| What? When is the last time you built a YouTube or Netflix? When did people in the past EVER have access to near infinite amounts of content that could be streamed over the internet onto any device? My grandma wouldn’t know what ‘burning’ a CD means, but she sure knows how to use Netflix. It’s not defensive to explain the overwhelming reality of todays content landscape. I couldn’t be bothered explaining the difference between a single 1tb drive and YouTube or Netflix, it’s clearly obvious. There is nothing ridiculous about contracting companies to do work. We hire professionals to perform all sorts of tasks everyday and purchase products made by them. It’s not lazy to do so, it’s smart. Why do I have to explain the basics of how the world works? For e.g. Do you grow your own food? Fruit and vegetables all that. It's easy right some soil and seeds with minor maintenance. You don't need professionals to do something so basic. Why cant everyone become an expert at growing their own food? Why do we need farmers, a massive global supply chain and mega stores to do something so simple? The idea that we have this global spanning network just to supply a tomato to someone is stupid and we screwed up?! We don't have time to be experts at every facet of life, the world doesn't work like that.

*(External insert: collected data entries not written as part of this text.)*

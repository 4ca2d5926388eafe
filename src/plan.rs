//! Plan computation: what an apply would change.
//!
//! Works on whole attribute maps against a resource schema. Scalar attributes
//! and attribute-level sets are reported at their own path; nested blocks are
//! reported per leaf (`config.0.min_instances`). Sensitive values never reach
//! the change list.

use serde_json::{Map, Value};

use crate::error::ProviderError;
use crate::mapping::flatten;
use crate::schema::{Attribute, Block, NestedBlock, Schema};
use crate::state::{values_equivalent, ID_KEY};
use crate::types::{AttributeChange, PlanResult};

fn present(value: Option<&Value>) -> Option<&Value> {
    value.filter(|v| !v.is_null())
}

fn as_object(value: &Value, what: &str) -> Result<Map<String, Value>, ProviderError> {
    match value {
        Value::Object(map) => Ok(map.clone()),
        other => Err(ProviderError::InvalidRequest(format!(
            "{} must be an object, got {}",
            what, other
        ))),
    }
}

/// Resolve a flat path to its attribute declaration, skipping list indices.
fn attribute_at<'a>(block: &'a Block, path: &str) -> Option<&'a Attribute> {
    let mut current = block;
    let mut segments = path.split('.').peekable();
    while let Some(segment) = segments.next() {
        if let Some(attr) = current.attributes.get(segment) {
            return Some(attr);
        }
        let nested = current.blocks.get(segment)?;
        current = &nested.block;
        if segments.peek().is_some_and(|s| s.parse::<usize>().is_ok()) {
            segments.next();
        }
    }
    None
}

fn is_sensitive(schema: &Schema, path: &str) -> bool {
    attribute_at(&schema.block, path).is_some_and(|a| a.flags.sensitive)
}

fn change(schema: &Schema, path: String, before: Option<&Value>, after: Option<&Value>) -> AttributeChange {
    let change = AttributeChange::new(path, before.cloned(), after.cloned());
    if is_sensitive(schema, &change.path) {
        change.redacted()
    } else {
        change
    }
}

fn leaf_changes(schema: &Schema, state: &Map<String, Value>, added: bool) -> Vec<AttributeChange> {
    flatten(&Value::Object(state.clone()))
        .into_iter()
        .map(|(path, value)| {
            if added {
                change(schema, path, None, Some(&value))
            } else {
                change(schema, path, Some(&value), None)
            }
        })
        .collect()
}

/// Diff one nested block leaf by leaf, under `name`.
fn block_changes(
    schema: &Schema,
    name: &str,
    before: Option<&Value>,
    after: Option<&Value>,
) -> Vec<AttributeChange> {
    let wrap = |v: Option<&Value>| {
        let mut map = Map::new();
        if let Some(v) = v {
            map.insert(name.to_string(), v.clone());
        }
        flatten(&Value::Object(map))
    };
    let old = wrap(before);
    let new = wrap(after);
    let mut paths: Vec<&String> = old.keys().chain(new.keys()).collect();
    paths.sort();
    paths.dedup();
    paths
        .into_iter()
        .filter(|p| !values_equivalent(old.get(*p), new.get(*p)))
        .map(|p| change(schema, p.clone(), old.get(p), new.get(p)))
        .collect()
}

/// Carry prior values of computed attributes inside a block list whose
/// elements the configuration only partly specifies.
fn fill_block_computed(nested: &NestedBlock, planned: &mut Value, prior: &Value) {
    let (Value::Array(new_items), Value::Array(old_items)) = (planned, prior) else {
        return;
    };
    if new_items.len() != old_items.len() {
        return;
    }
    for (new, old) in new_items.iter_mut().zip(old_items) {
        let (Value::Object(new), Value::Object(old)) = (new, old) else {
            continue;
        };
        for (name, attr) in &nested.block.attributes {
            if attr.flags.computed && present(new.get(name)).is_none() {
                if let Some(value) = present(old.get(name)) {
                    new.insert(name.clone(), value.clone());
                }
            }
        }
    }
}

/// Compute the plan for one resource instance.
///
/// * `prior = None` (or null) plans a create: every configured leaf is added.
/// * `proposed = null` plans a delete: every prior leaf is removed.
/// * otherwise an update: unset computed attributes keep their prior values,
///   sets compare order-insensitively, and a changed force-new attribute or
///   block marks the plan as a replacement.
///
/// `proposed` is expected to have been coerced and defaulted already.
pub fn plan_resource(
    schema: &Schema,
    prior: Option<&Value>,
    proposed: &Value,
) -> Result<PlanResult, ProviderError> {
    let prior = present(prior);

    if proposed.is_null() {
        return Ok(match prior {
            Some(prior) => {
                let prior = as_object(prior, "prior state")?;
                PlanResult::with_changes(Value::Null, leaf_changes(schema, &prior, false), false)
            },
            None => PlanResult::no_change(Value::Null),
        });
    }

    let mut planned = as_object(proposed, "proposed state")?;

    let Some(prior) = prior else {
        let changes = leaf_changes(schema, &planned, true);
        return Ok(PlanResult::with_changes(Value::Object(planned), changes, false));
    };
    let prior = as_object(prior, "prior state")?;

    if present(planned.get(ID_KEY)).is_none() {
        if let Some(id) = prior.get(ID_KEY) {
            planned.insert(ID_KEY.to_string(), id.clone());
        }
    }
    for (name, attr) in &schema.block.attributes {
        if attr.flags.computed && present(planned.get(name)).is_none() {
            if let Some(old) = present(prior.get(name)) {
                planned.insert(name.clone(), old.clone());
            }
        }
    }
    for (name, nested) in &schema.block.blocks {
        let old = present(prior.get(name));
        if nested.computed && present(planned.get(name)).is_none() {
            if let Some(old) = old {
                planned.insert(name.clone(), old.clone());
            }
        } else if let (Some(new), Some(old)) = (planned.get_mut(name), old) {
            fill_block_computed(nested, new, old);
        }
    }

    let mut changes = Vec::new();
    let mut requires_replace = false;

    let mut names: Vec<&String> = schema.block.attributes.keys().collect();
    names.sort();
    for name in names {
        let attr = &schema.block.attributes[name];
        let before = present(prior.get(name));
        let after = present(planned.get(name));
        if values_equivalent(before, after) {
            continue;
        }
        requires_replace |= attr.force_new;
        changes.push(change(schema, name.clone(), before, after));
    }

    let mut blocks: Vec<&String> = schema.block.blocks.keys().collect();
    blocks.sort();
    for name in blocks {
        let nested = &schema.block.blocks[name];
        let before = present(prior.get(name));
        let after = present(planned.get(name));
        if values_equivalent(before, after) {
            continue;
        }
        let leaves = block_changes(schema, name, before, after);
        if leaves.is_empty() {
            continue;
        }
        requires_replace |= nested.force_new
            || leaves.iter().any(|c| {
                attribute_at(&schema.block, &c.path).is_some_and(|a| a.force_new)
            });
        changes.extend(leaves);
    }

    Ok(PlanResult::with_changes(
        Value::Object(planned),
        changes,
        requires_replace,
    ))
}

/// Names of force-new attributes and blocks whose values differ between
/// `prior` and `planned`.
pub fn replacing_changes(schema: &Schema, prior: &Value, planned: &Value) -> Vec<String> {
    let mut out: Vec<String> = schema
        .block
        .attributes
        .iter()
        .filter(|(_, attr)| attr.force_new)
        .map(|(name, _)| name)
        .chain(
            schema
                .block
                .blocks
                .iter()
                .filter(|(_, nested)| nested.force_new)
                .map(|(name, _)| name),
        )
        .filter(|name| {
            !values_equivalent(present(prior.get(name.as_str())), present(planned.get(name.as_str())))
        })
        .cloned()
        .collect();
    out.sort();
    out
}

#[cfg(test)]
mod tests {
    use super::*;
    use crate::schema::{AttributeFlags, NestedBlock};
    use crate::types::SENSITIVE_MARKER;
    use serde_json::json;

    fn schema() -> Schema {
        Schema::v0()
            .with_attribute("name", Attribute::required_string())
            .with_attribute("region", Attribute::required_string().with_force_new())
            .with_attribute("size", Attribute::required_int64())
            .with_attribute("status", Attribute::computed_string())
            .with_attribute("tier", Attribute::optional_computed_string())
            .with_attribute("tags", Attribute::string_set(AttributeFlags::optional()))
            .with_attribute("api_key", Attribute::optional_string().sensitive())
            .with_block(
                "bgp",
                NestedBlock::list(
                    Block::new()
                        .with_attribute("local_asn", Attribute::optional_int64())
                        .with_attribute("auth_key", Attribute::optional_string().sensitive()),
                )
                .with_max_items(1),
            )
    }

    fn prior() -> Value {
        json!({
            "id": "x1",
            "name": "share",
            "region": "atl1",
            "size": 50,
            "status": "ACTIVE",
            "tier": "basic",
            "tags": ["a", "b"],
            "bgp": [{"local_asn": 64532, "auth_key": "hunter2"}]
        })
    }

    #[test]
    fn test_create_lists_configured_leaves() {
        let proposed = json!({"name": "share", "region": "atl1", "size": 50, "bgp": [{"local_asn": 1}]});
        let plan = plan_resource(&schema(), None, &proposed).unwrap();
        let paths: Vec<&str> = plan.changes.iter().map(|c| c.path.as_str()).collect();
        assert_eq!(paths, vec!["bgp.0.local_asn", "name", "region", "size"]);
        assert!(!plan.requires_replace);
        assert_eq!(plan.planned_state, proposed);
    }

    #[test]
    fn test_identical_update_is_empty() {
        let plan = plan_resource(&schema(), Some(&prior()), &prior()).unwrap();
        assert!(plan.is_empty(), "{:?}", plan.changes);
    }

    #[test]
    fn test_unset_computed_attributes_keep_prior() {
        let proposed = json!({
            "name": "share",
            "region": "atl1",
            "size": 50,
            "tags": ["b", "a"],
            "bgp": [{"local_asn": 64532, "auth_key": "hunter2"}]
        });
        let plan = plan_resource(&schema(), Some(&prior()), &proposed).unwrap();
        assert!(plan.is_empty(), "{:?}", plan.changes);
        assert_eq!(plan.planned_state["id"], "x1");
        assert_eq!(plan.planned_state["status"], "ACTIVE");
        assert_eq!(plan.planned_state["tier"], "basic");
    }

    #[test]
    fn test_in_place_and_replacing_changes() {
        let mut proposed = prior();
        proposed["size"] = json!(60);
        let plan = plan_resource(&schema(), Some(&prior()), &proposed).unwrap();
        assert_eq!(plan.changes.len(), 1);
        assert_eq!(plan.changes[0], AttributeChange::modified("size", json!(50), json!(60)));
        assert!(!plan.requires_replace);

        proposed["region"] = json!("nyc3");
        let plan = plan_resource(&schema(), Some(&prior()), &proposed).unwrap();
        assert!(plan.requires_replace);
        assert_eq!(
            replacing_changes(&schema(), &prior(), &proposed),
            vec!["region".to_string()]
        );
    }

    #[test]
    fn test_sensitive_values_are_redacted() {
        let mut proposed = prior();
        proposed["bgp"] = json!([{"local_asn": 64532, "auth_key": "correct-horse"}]);
        proposed["api_key"] = json!("sk-secret");
        let plan = plan_resource(&schema(), Some(&prior()), &proposed).unwrap();

        let paths: Vec<&str> = plan.changes.iter().map(|c| c.path.as_str()).collect();
        assert_eq!(paths, vec!["api_key", "bgp.0.auth_key"]);
        for change in &plan.changes {
            assert_eq!(change.after, Some(json!(SENSITIVE_MARKER)));
        }
        let rendered = serde_json::to_string(&plan.changes).unwrap();
        assert!(!rendered.contains("hunter2"));
        assert!(!rendered.contains("correct-horse"));
        assert!(!rendered.contains("sk-secret"));
    }

    #[test]
    fn test_delete_removes_everything() {
        let plan = plan_resource(&schema(), Some(&prior()), &Value::Null).unwrap();
        assert_eq!(plan.planned_state, Value::Null);
        assert!(plan.changes.iter().all(|c| c.after.is_none()));
        assert!(plan.changes.iter().any(|c| c.path == "id"));
        let auth = plan.changes.iter().find(|c| c.path == "bgp.0.auth_key").unwrap();
        assert_eq!(auth.before, Some(json!(SENSITIVE_MARKER)));
    }

    #[test]
    fn test_non_object_state_is_rejected() {
        let err = plan_resource(&schema(), None, &json!([1, 2])).unwrap_err();
        assert!(matches!(err, ProviderError::InvalidRequest(_)));
    }

    #[test]
    fn test_computed_block_leaves_keep_prior() {
        let schema = Schema::v0().with_block(
            "vpcs",
            NestedBlock::list(
                Block::new()
                    .with_attribute("vpc_uuid", Attribute::required_string())
                    .with_attribute("gateway_ip", Attribute::computed_string()),
            ),
        );
        let prior = json!({"id": "gw", "vpcs": [{"vpc_uuid": "v1", "gateway_ip": "10.0.0.1"}]});
        let plan = plan_resource(&schema, Some(&prior), &json!({"vpcs": [{"vpc_uuid": "v1"}]})).unwrap();
        assert!(plan.is_empty(), "{:?}", plan.changes);
        assert_eq!(plan.planned_state["vpcs"][0]["gateway_ip"], "10.0.0.1");
    }
}
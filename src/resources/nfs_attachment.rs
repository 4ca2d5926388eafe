//! NFS share ↔ VPC attachments.
//!
//! The resource drives [`attach_to`]/[`detach_from`] over the share's action
//! endpoint. Its identifier is `<share_id>:<vpc_id>`.

use async_trait::async_trait;
use serde_json::json;
use tracing::warn;

use crate::attachment::{attach_to, detach_from, AttachmentBackend, AttachmentTimings, Binding};
use crate::client::Client;
use crate::context::OpContext;
use crate::error::ProviderError;
use crate::mapping::normalize_region;
use crate::provider::ProviderMeta;
use crate::resource::{clear_if_not_found, parse_compound_id, Resource};
use crate::resources::nfs::{get_share, list_shares, share_action};
use crate::schema::{Attribute, Schema, Validator};
use crate::state::ResourceData;

/// One share seen through the API.
struct ShareBackend<'a> {
    client: &'a Client,
    share_id: &'a str,
    region: &'a str,
}

#[async_trait]
impl AttachmentBackend for ShareBackend<'_> {
    async fn current(&self, ctx: &OpContext) -> Result<Option<Binding>, ProviderError> {
        match get_share(ctx, self.client, self.share_id, self.region).await {
            Ok(share) => Ok(Some(Binding {
                status: share.status,
                vpc_ids: share.vpc_ids,
            })),
            Err(err) if err.is_not_found() => Ok(None),
            Err(err) => Err(err),
        }
    }

    async fn occupant(&self, ctx: &OpContext, vpc_id: &str) -> Result<Option<String>, ProviderError> {
        let shares = list_shares(ctx, self.client, self.region).await?;
        Ok(shares
            .into_iter()
            .find(|s| s.id != self.share_id && s.vpc_ids.iter().any(|v| v == vpc_id))
            .map(|s| s.id))
    }

    async fn attach(&self, ctx: &OpContext, vpc_id: &str) -> Result<(), ProviderError> {
        share_action(ctx, self.client, self.share_id, self.region, "attach", json!({"vpc_id": vpc_id}))
            .await
            .map(|_| ())
    }

    async fn detach(&self, ctx: &OpContext, vpc_id: &str) -> Result<(), ProviderError> {
        share_action(ctx, self.client, self.share_id, self.region, "detach", json!({"vpc_id": vpc_id}))
            .await
            .map(|_| ())
    }
}

fn attachment_id(share_id: &str, vpc_id: &str) -> String {
    format!("{}:{}", share_id, vpc_id)
}

struct Target {
    share_id: String,
    vpc_id: String,
    region: String,
}

impl Target {
    fn from_data(data: &ResourceData) -> Result<Self, ProviderError> {
        Ok(Self {
            share_id: data.require_str("share_id")?.to_string(),
            vpc_id: data.require_str("vpc_id")?.to_string(),
            region: normalize_region(data.require_str("region")?),
        })
    }

    fn backend<'a>(&'a self, client: &'a Client) -> ShareBackend<'a> {
        ShareBackend {
            client,
            share_id: &self.share_id,
            region: &self.region,
        }
    }
}

/// `digitalocean_nfs_attachment`
#[derive(Debug, Clone, Copy, Default)]
pub struct NfsAttachmentResource;

#[async_trait]
impl Resource for NfsAttachmentResource {
    fn schema(&self) -> Schema {
        Schema::v0()
            .with_description("Binds an NFS share to a VPC.")
            .with_attribute(
                "share_id",
                Attribute::required_string()
                    .with_force_new()
                    .with_validator(Validator::NoZeroValues),
            )
            .with_attribute(
                "vpc_id",
                Attribute::required_string()
                    .with_force_new()
                    .with_validator(Validator::NoZeroValues),
            )
            .with_attribute("region", Attribute::required_string().with_force_new())
    }

    fn import_state(&self, id: &str) -> Result<ResourceData, ProviderError> {
        let fields = parse_compound_id(id, 3, "<share_id>,<vpc_id>,<region>")?;
        let mut data = ResourceData::with_id(attachment_id(&fields[0], &fields[1]));
        data.set("share_id", fields[0].as_str());
        data.set("vpc_id", fields[1].as_str());
        data.set("region", normalize_region(&fields[2]));
        Ok(data)
    }

    async fn create(
        &self,
        ctx: &OpContext,
        meta: &ProviderMeta,
        data: &mut ResourceData,
    ) -> Result<(), ProviderError> {
        let target = Target::from_data(data)?;
        attach_to(
            ctx,
            &target.backend(&meta.client),
            &target.vpc_id,
            &AttachmentTimings::default(),
        )
        .await?;
        data.set("region", target.region.as_str());
        data.set_id(attachment_id(&target.share_id, &target.vpc_id));
        Ok(())
    }

    async fn read(
        &self,
        ctx: &OpContext,
        meta: &ProviderMeta,
        data: &mut ResourceData,
    ) -> Result<(), ProviderError> {
        let target = Target::from_data(data)?;
        let share = match get_share(ctx, &meta.client, &target.share_id, &target.region).await {
            Ok(share) => share,
            Err(err) => return clear_if_not_found(err, "NFS share", data),
        };
        if share.vpc_ids.first() != Some(&target.vpc_id) {
            warn!(
                share_id = %target.share_id,
                vpc_id = %target.vpc_id,
                current = ?share.vpc_ids.first(),
                "share no longer attached to this VPC, removing attachment from state"
            );
            data.clear_id();
        }
        Ok(())
    }

    async fn delete(
        &self,
        ctx: &OpContext,
        meta: &ProviderMeta,
        data: &mut ResourceData,
    ) -> Result<(), ProviderError> {
        let target = Target::from_data(data)?;
        detach_from(
            ctx,
            &target.backend(&meta.client),
            &target.vpc_id,
            &AttachmentTimings::default(),
        )
        .await?;
        data.clear_id();
        Ok(())
    }
}
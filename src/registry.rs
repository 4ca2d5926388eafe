//! Name → definition table for resources and data sources.
//!
//! Populated once while the provider is built; afterwards it is only read,
//! so lookups from concurrently running operations need no locking.

use std::collections::HashMap;
use std::sync::Arc;

use crate::error::ProviderError;
use crate::resource::{DataSource, Resource};
use crate::schema::{ProviderSchema, Schema};

/// Registered resources and data sources.
#[derive(Default)]
pub struct ResourceRegistry {
    resources: HashMap<String, Arc<dyn Resource>>,
    data_sources: HashMap<String, Arc<dyn DataSource>>,
}

impl std::fmt::Debug for ResourceRegistry {
    fn fmt(&self, f: &mut std::fmt::Formatter<'_>) -> std::fmt::Result {
        f.debug_struct("ResourceRegistry")
            .field("resources", &self.resource_names())
            .field("data_sources", &self.data_source_names())
            .finish()
    }
}

fn check_schema(name: &str, schema: &Schema) -> Result<(), ProviderError> {
    schema.internal_validate().map_err(|problems| {
        ProviderError::Sdk(format!("invalid schema for {}: {}", name, problems.join("; ")))
    })
}

impl ResourceRegistry {
    /// An empty registry.
    pub fn new() -> Self {
        Self::default()
    }

    /// Bind `name` to a resource. Fails if the name is taken or the schema is
    /// inconsistent.
    pub fn register_resource(
        &mut self,
        name: &str,
        resource: impl Resource + 'static,
    ) -> Result<(), ProviderError> {
        if self.resources.contains_key(name) {
            return Err(ProviderError::AlreadyExists(format!(
                "resource {} is already registered",
                name
            )));
        }
        check_schema(name, &resource.schema())?;
        self.resources.insert(name.to_string(), Arc::new(resource));
        Ok(())
    }

    /// Bind `name` to a data source.
    pub fn register_data_source(
        &mut self,
        name: &str,
        data_source: impl DataSource + 'static,
    ) -> Result<(), ProviderError> {
        if self.data_sources.contains_key(name) {
            return Err(ProviderError::AlreadyExists(format!(
                "data source {} is already registered",
                name
            )));
        }
        check_schema(name, &data_source.schema())?;
        self.data_sources
            .insert(name.to_string(), Arc::new(data_source));
        Ok(())
    }

    /// Look up a resource.
    pub fn resource(&self, name: &str) -> Option<Arc<dyn Resource>> {
        self.resources.get(name).cloned()
    }

    /// Look up a data source.
    pub fn data_source(&self, name: &str) -> Option<Arc<dyn DataSource>> {
        self.data_sources.get(name).cloned()
    }

    /// Sorted resource names.
    pub fn resource_names(&self) -> Vec<String> {
        let mut names: Vec<String> = self.resources.keys().cloned().collect();
        names.sort();
        names
    }

    /// Sorted data source names.
    pub fn data_source_names(&self) -> Vec<String> {
        let mut names: Vec<String> = self.data_sources.keys().cloned().collect();
        names.sort();
        names
    }

    /// Schemas of everything registered.
    pub fn provider_schema(&self) -> ProviderSchema {
        let schema = self
            .resources
            .iter()
            .fold(ProviderSchema::new(), |acc, (name, r)| acc.with_resource(name.clone(), r.schema()));
        self.data_sources
            .iter()
            .fold(schema, |acc, (name, d)| acc.with_data_source(name.clone(), d.schema()))
    }
}
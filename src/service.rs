//! The host-facing provider interface.
//!
//! The host runtime drives the provider through [`ProviderService`]. State
//! crosses the boundary as `serde_json::Value`; a resource that Read finds
//! gone is returned as `Value::Null`.

use crate::error::ProviderError;
use crate::schema::{Diagnostic, ProviderSchema};
use crate::types::{ImportedResource, PlanResult, ProviderMetadata, ServerCapabilities};

/// Trait that the host runtime calls into.
///
/// # Example
///
/// ```ignore
/// use hemmer_provider_digitalocean::{ProviderService, ProviderError, ProviderSchema};
/// use hemmer_provider_digitalocean::schema::{Schema, Attribute, Diagnostic};
///
/// struct MyProvider;
///
/// #[async_trait::async_trait]
/// impl ProviderService for MyProvider {
///     fn schema(&self) -> ProviderSchema {
///         ProviderSchema::new()
///             .with_resource("example_resource", Schema::v0()
///                 .with_attribute("name", Attribute::required_string()))
///     }
///
///     async fn configure(&self, config: serde_json::Value) -> Result<Vec<Diagnostic>, ProviderError> {
///         Ok(vec![])
///     }
///
///     // ... implement other methods
/// }
/// ```
#[async_trait::async_trait]
pub trait ProviderService: Send + Sync + 'static {
    // =========================================================================
    // Schema & Metadata
    // =========================================================================

    /// Return the provider's schema including all resources and data sources.
    fn schema(&self) -> ProviderSchema;

    /// Return provider metadata. By default, this is derived from the schema.
    fn metadata(&self) -> ProviderMetadata {
        let schema = self.schema();
        let mut resources: Vec<String> = schema.resources.keys().cloned().collect();
        let mut data_sources: Vec<String> = schema.data_sources.keys().cloned().collect();
        resources.sort();
        data_sources.sort();
        ProviderMetadata {
            resources,
            data_sources,
            capabilities: ServerCapabilities { plan_destroy: true },
        }
    }

    // =========================================================================
    // Provider Lifecycle
    // =========================================================================

    /// Validate the provider configuration before configuring.
    async fn validate_provider_config(
        &self,
        _config: serde_json::Value,
    ) -> Result<Vec<Diagnostic>, ProviderError> {
        Ok(vec![])
    }

    /// Configure the provider with credentials and settings.
    async fn configure(&self, config: serde_json::Value) -> Result<Vec<Diagnostic>, ProviderError>;

    /// Stop the provider gracefully, cancelling in-flight operations.
    async fn stop(&self) -> Result<(), ProviderError> {
        Ok(())
    }

    // =========================================================================
    // Resource Operations
    // =========================================================================

    /// Validate a resource's configuration before planning.
    async fn validate_resource_config(
        &self,
        _resource_type: &str,
        _config: serde_json::Value,
    ) -> Result<Vec<Diagnostic>, ProviderError> {
        Ok(vec![])
    }

    /// Upgrade resource state from an older schema version.
    async fn upgrade_resource_state(
        &self,
        _resource_type: &str,
        _version: i64,
        state: serde_json::Value,
    ) -> Result<serde_json::Value, ProviderError> {
        Ok(state)
    }

    /// Plan changes for a resource.
    async fn plan(
        &self,
        resource_type: &str,
        prior_state: Option<serde_json::Value>,
        proposed_state: serde_json::Value,
        config: serde_json::Value,
    ) -> Result<PlanResult, ProviderError>;

    /// Create a new resource.
    async fn create(
        &self,
        resource_type: &str,
        planned_state: serde_json::Value,
    ) -> Result<serde_json::Value, ProviderError>;

    /// Read the current state of a resource. `Value::Null` means it is gone.
    async fn read(
        &self,
        resource_type: &str,
        current_state: serde_json::Value,
    ) -> Result<serde_json::Value, ProviderError>;

    /// Update an existing resource.
    async fn update(
        &self,
        resource_type: &str,
        prior_state: serde_json::Value,
        planned_state: serde_json::Value,
    ) -> Result<serde_json::Value, ProviderError>;

    /// Delete a resource.
    async fn delete(
        &self,
        resource_type: &str,
        current_state: serde_json::Value,
    ) -> Result<(), ProviderError>;

    /// Import existing infrastructure into management.
    async fn import_resource(
        &self,
        resource_type: &str,
        _id: &str,
    ) -> Result<Vec<ImportedResource>, ProviderError> {
        Err(ProviderError::Unimplemented(format!(
            "Import not supported for resource type: {}",
            resource_type
        )))
    }

    // =========================================================================
    // Data Source Operations
    // =========================================================================

    /// Validate a data source's configuration.
    async fn validate_data_source_config(
        &self,
        _data_source_type: &str,
        _config: serde_json::Value,
    ) -> Result<Vec<Diagnostic>, ProviderError> {
        Ok(vec![])
    }

    /// Read data from an external source.
    async fn read_data_source(
        &self,
        data_source_type: &str,
        _config: serde_json::Value,
    ) -> Result<serde_json::Value, ProviderError> {
        Err(ProviderError::UnknownResource(format!(
            "Unknown data source type: {}",
            data_source_type
        )))
    }
}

Believe it or not, managing big stashes of content isn't common knowledge or on everyones priority list. |
But on the topic of services like Netflix and YouTube, they're used to manipulate peoples tastes these days, discoverability is broken deliberately to push priority content, and really their only advantage is discoverability, so they've got virtually nothing going for them besides network effects and entrenched market position.
Services can be nice, when they work for a user. The problem is these services are designed to disempower users. We could live in a world where all these services empower users and work perfectly, but we don't, because there's a conflict of interest.
Yes, I do grow my own food actually.